Work order: In the material below, identify each line bearing the word "Result". Reproduce those lines.

Input data:
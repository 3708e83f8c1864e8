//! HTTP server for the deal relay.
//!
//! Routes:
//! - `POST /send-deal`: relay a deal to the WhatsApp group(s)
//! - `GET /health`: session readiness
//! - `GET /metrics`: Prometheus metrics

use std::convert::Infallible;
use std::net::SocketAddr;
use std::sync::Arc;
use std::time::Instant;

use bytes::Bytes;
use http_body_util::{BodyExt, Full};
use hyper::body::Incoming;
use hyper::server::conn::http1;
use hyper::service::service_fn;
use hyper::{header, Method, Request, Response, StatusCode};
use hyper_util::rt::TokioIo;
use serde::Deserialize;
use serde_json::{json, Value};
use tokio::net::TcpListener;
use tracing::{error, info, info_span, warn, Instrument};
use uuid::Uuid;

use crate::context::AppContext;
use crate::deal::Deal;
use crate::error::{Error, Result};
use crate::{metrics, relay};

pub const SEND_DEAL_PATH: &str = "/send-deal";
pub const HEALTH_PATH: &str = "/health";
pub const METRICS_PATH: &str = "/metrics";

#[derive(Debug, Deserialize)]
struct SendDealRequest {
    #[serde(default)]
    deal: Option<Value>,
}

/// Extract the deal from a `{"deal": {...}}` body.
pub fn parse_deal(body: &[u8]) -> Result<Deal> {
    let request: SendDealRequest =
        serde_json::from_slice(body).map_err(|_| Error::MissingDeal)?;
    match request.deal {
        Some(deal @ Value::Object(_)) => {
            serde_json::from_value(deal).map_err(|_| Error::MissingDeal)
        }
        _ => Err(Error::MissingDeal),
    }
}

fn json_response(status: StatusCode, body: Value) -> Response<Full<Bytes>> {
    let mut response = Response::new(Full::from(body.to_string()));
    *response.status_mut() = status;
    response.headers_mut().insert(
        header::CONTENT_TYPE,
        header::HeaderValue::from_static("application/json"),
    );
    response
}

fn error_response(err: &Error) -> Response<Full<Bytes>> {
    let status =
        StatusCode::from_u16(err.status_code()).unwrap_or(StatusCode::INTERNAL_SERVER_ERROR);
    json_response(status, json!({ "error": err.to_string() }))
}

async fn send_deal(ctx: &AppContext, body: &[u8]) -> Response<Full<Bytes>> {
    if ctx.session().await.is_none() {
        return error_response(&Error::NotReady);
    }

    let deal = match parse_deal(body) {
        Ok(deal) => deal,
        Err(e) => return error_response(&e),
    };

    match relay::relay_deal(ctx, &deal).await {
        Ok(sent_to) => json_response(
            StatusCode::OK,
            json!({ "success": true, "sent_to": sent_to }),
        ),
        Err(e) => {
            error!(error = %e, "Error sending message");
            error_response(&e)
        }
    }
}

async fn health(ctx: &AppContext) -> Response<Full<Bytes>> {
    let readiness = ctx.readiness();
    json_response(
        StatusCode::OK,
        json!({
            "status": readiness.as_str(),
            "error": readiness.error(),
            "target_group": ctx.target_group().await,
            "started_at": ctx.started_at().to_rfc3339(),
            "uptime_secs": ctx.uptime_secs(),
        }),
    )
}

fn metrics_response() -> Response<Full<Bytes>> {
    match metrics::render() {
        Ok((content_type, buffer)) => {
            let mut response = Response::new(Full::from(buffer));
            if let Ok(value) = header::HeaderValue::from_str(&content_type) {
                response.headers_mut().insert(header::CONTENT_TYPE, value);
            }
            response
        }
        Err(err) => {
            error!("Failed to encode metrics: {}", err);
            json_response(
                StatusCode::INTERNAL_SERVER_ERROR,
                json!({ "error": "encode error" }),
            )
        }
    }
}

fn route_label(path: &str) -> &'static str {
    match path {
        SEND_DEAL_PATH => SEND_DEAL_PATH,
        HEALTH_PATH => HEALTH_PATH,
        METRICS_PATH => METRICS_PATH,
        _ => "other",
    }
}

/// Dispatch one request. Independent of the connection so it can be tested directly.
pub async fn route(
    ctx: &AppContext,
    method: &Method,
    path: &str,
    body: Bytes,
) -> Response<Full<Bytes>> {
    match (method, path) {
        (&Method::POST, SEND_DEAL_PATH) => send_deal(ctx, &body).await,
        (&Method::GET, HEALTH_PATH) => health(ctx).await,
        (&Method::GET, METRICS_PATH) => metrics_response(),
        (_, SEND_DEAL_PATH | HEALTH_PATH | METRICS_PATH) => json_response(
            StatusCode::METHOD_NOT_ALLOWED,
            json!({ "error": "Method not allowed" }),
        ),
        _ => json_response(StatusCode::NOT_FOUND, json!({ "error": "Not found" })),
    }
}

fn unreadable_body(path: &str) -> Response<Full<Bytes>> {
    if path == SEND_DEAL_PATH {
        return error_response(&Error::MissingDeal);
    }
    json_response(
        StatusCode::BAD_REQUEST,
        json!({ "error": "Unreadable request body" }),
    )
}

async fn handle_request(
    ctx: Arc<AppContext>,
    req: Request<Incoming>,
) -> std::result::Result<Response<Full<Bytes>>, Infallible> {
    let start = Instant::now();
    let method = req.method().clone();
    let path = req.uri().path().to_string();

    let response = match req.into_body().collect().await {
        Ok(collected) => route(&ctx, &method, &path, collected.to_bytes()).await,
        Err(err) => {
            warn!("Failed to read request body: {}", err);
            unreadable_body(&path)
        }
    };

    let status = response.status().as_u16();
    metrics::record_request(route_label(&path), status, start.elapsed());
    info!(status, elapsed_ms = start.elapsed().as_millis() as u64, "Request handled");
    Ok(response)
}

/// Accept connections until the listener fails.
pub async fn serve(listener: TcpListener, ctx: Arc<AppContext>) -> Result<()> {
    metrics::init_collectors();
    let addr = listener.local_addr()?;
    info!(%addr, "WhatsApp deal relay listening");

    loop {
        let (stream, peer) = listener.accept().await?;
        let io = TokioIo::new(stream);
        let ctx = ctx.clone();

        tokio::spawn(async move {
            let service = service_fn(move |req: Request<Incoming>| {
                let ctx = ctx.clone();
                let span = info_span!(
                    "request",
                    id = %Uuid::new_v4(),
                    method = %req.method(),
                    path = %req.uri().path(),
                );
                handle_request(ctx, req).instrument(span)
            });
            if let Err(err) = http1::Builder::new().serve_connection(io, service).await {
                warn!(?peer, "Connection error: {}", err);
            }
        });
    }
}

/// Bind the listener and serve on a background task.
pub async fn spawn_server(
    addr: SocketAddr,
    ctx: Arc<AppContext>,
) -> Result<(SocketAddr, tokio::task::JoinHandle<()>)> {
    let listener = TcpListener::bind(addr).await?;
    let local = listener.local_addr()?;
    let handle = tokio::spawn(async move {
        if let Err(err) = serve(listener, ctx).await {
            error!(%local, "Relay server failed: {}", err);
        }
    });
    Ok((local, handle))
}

Exercise output:
use crate::error::{Error, Result};
pub fn parse_deal(body: &[u8]) -> Result<Deal> {
) -> std::result::Result<Response<Full<Bytes>>, Infallible> {
pub async fn serve(listener: TcpListener, ctx: Arc<AppContext>) -> Result<()> {
) -> Result<(SocketAddr, tokio::task::JoinHandle<()>)> {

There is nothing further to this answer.